Wysłannik USA ds. Ukrainy: bezczelne rosyjskie ataki zagrażają staraniom Trumpa o pokój
Wysłannik prezydenta USA ds. Ukrainy Keith Kellogg w czwartek nazwał nocne rosyjskie ataki na Kijów bezczelnymi i ocenił, że zagrażają one podejmowanym przez Donalda Trumpa staraniom o pokój.
„Minionej nocy Rosja przeprowadziła drugi pod względem wielkości największy atak lotniczy tej wojny, zastosowując 600 dronów i 31 pocisków. Cele? To nie żołnierze ani broń, tylko dzielnice mieszkalne w Kijowie, uderzono w cywilne pociągi, biura misji UE i Wielkiej Brytanii, niewinnych cywilów” - napisał Kellogg w serwisie X.
Last night Russia launched the second largest aerial attack of the war with 600 drones and 31 missiles. The targets? Not soldiers and weapons but residential areas in Kyiv—blasting civilian trains, the EU & British mission council offices, and innocent civilians.
These egregious… pic.twitter.com/qulsiPlTy1— Keith Kellogg (@generalkellogg) August 28, 2025
Dodał, że te „bezczelne ataki zagrażają staraniom o pokój podejmowanym przez prezydenta USA”.
Jak poinformowały ukraińskie władze, w zmasowanym ataku dronowo-rakietowym Rosji na Kijów, do którego doszło w nocy ze środy na czwartek i w czwartek rano, zginęło 18 osób, w tym czworo dzieci.
Do rosyjskiego ataku odniósł się też wpływowy senator Republikanów Lindsey Graham.
„Indie, Chiny, Brazylia i inni, którzy wspierają machinę wojenną Putina, kupując tanią rosyjską ropę: jak się teraz czujecie, gdy wasze zakupy skutkują tym, że niewinni cywile, w tym dzieci, są zabijane?” - napisał Graham na portalu X.
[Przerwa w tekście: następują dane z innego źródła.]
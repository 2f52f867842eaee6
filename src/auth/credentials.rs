use std::collections::BTreeMap;

use thiserror::Error;

#[derive(Debug, Clone, PartialEq, Eq, Error)]
#[error("username '{0}' appears more than once in the credential store")]
pub struct DuplicateUsername(pub String);

/// Immutable username → password lookup.
#[derive(Debug, Clone, PartialEq, Eq)]
pub struct CredentialStore {
    entries: BTreeMap<String, String>,
}

impl CredentialStore {
    /// Build a store from `(username, password)` pairs. Usernames must be
    /// unique.
    pub fn from_pairs<I, U, P>(pairs: I) -> Result<Self, DuplicateUsername>
    where
        I: IntoIterator<Item = (U, P)>,
        U: Into<String>,
        P: Into<String>,
    {
        let mut entries = BTreeMap::new();
        for (user, password) in pairs {
            let user = user.into();
            if entries.contains_key(&user) {
                return Err(DuplicateUsername(user));
            }
            entries.insert(user, password.into());
        }
        Ok(Self { entries })
    }

    pub fn lookup(&self, username: &str) -> Option<&str> {
        self.entries.get(username).map(String::as_str)
    }

    pub fn len(&self) -> usize {
        self.entries.len()
    }

    pub fn is_empty(&self) -> bool {
        self.entries.is_empty()
    }
}

impl Default for CredentialStore {
    fn default() -> Self {
        Self {
            entries: BTreeMap::from([
                ("user1".to_string(), "password1".to_string()),
                ("user2".to_string(), "password2".to_string()),
            ]),
        }
    }
}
Jak dodał, Indie już doświadczają kosztów związanych z tym, że wspierają Putina. Zapowiedział, że innych krajów też to dotknie.
Od środy obowiązują podwyższone do 50 proc. cła na towary eksportowane z Indii do Stanów Zjednoczonych. USA uzasadniły wyższe cła zwiększonymi zakupami przez Indie ropy naftowej z Rosji.